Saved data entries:

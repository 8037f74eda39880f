//! Stage identity to FilterId mapping

use std::collections::HashMap;

use tracing::debug;

use crate::domain::{FilterId, ObjectKey};

/// Maps in-process stage objects to the `FilterId` they report under
///
/// Registration is insert-or-overwrite. There is no removal; the map is
/// bounded by the number of stages in one update.
#[derive(Debug, Default)]
pub struct ObjectRegistry {
    entries: HashMap<ObjectKey, FilterId>,
}

impl ObjectRegistry {
    pub fn new() -> Self {
        Self::default()
    }

    /// Associate `key` with `id`, replacing any earlier association
    pub fn register(&mut self, key: ObjectKey, id: FilterId) {
        debug!(key = key.raw(), %id, "ObjectRegistry::register: called");
        if let Some(previous) = self.entries.insert(key, id)
            && previous != id
        {
            debug!(key = key.raw(), %previous, %id, "ObjectRegistry::register: overwrote entry");
        }
    }

    /// `None` for objects never registered in this process
    pub fn lookup(&self, key: ObjectKey) -> Option<FilterId> {
        self.entries.get(&key).copied()
    }

    /// Whether any local stage currently reports under `id`
    pub fn knows(&self, id: FilterId) -> bool {
        self.entries.values().any(|&registered| registered == id)
    }

    pub fn len(&self) -> usize {
        self.entries.len()
    }

    pub fn is_empty(&self) -> bool {
        self.entries.is_empty()
    }
}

> _ACTION ITEM_:
Wherever a line above contains "under", copy that line.

> _RESULT FOR THIS EXERCISE_:
/// Maps in-process stage objects to the `FilterId` they report under
    /// Whether any local stage currently reports under `id`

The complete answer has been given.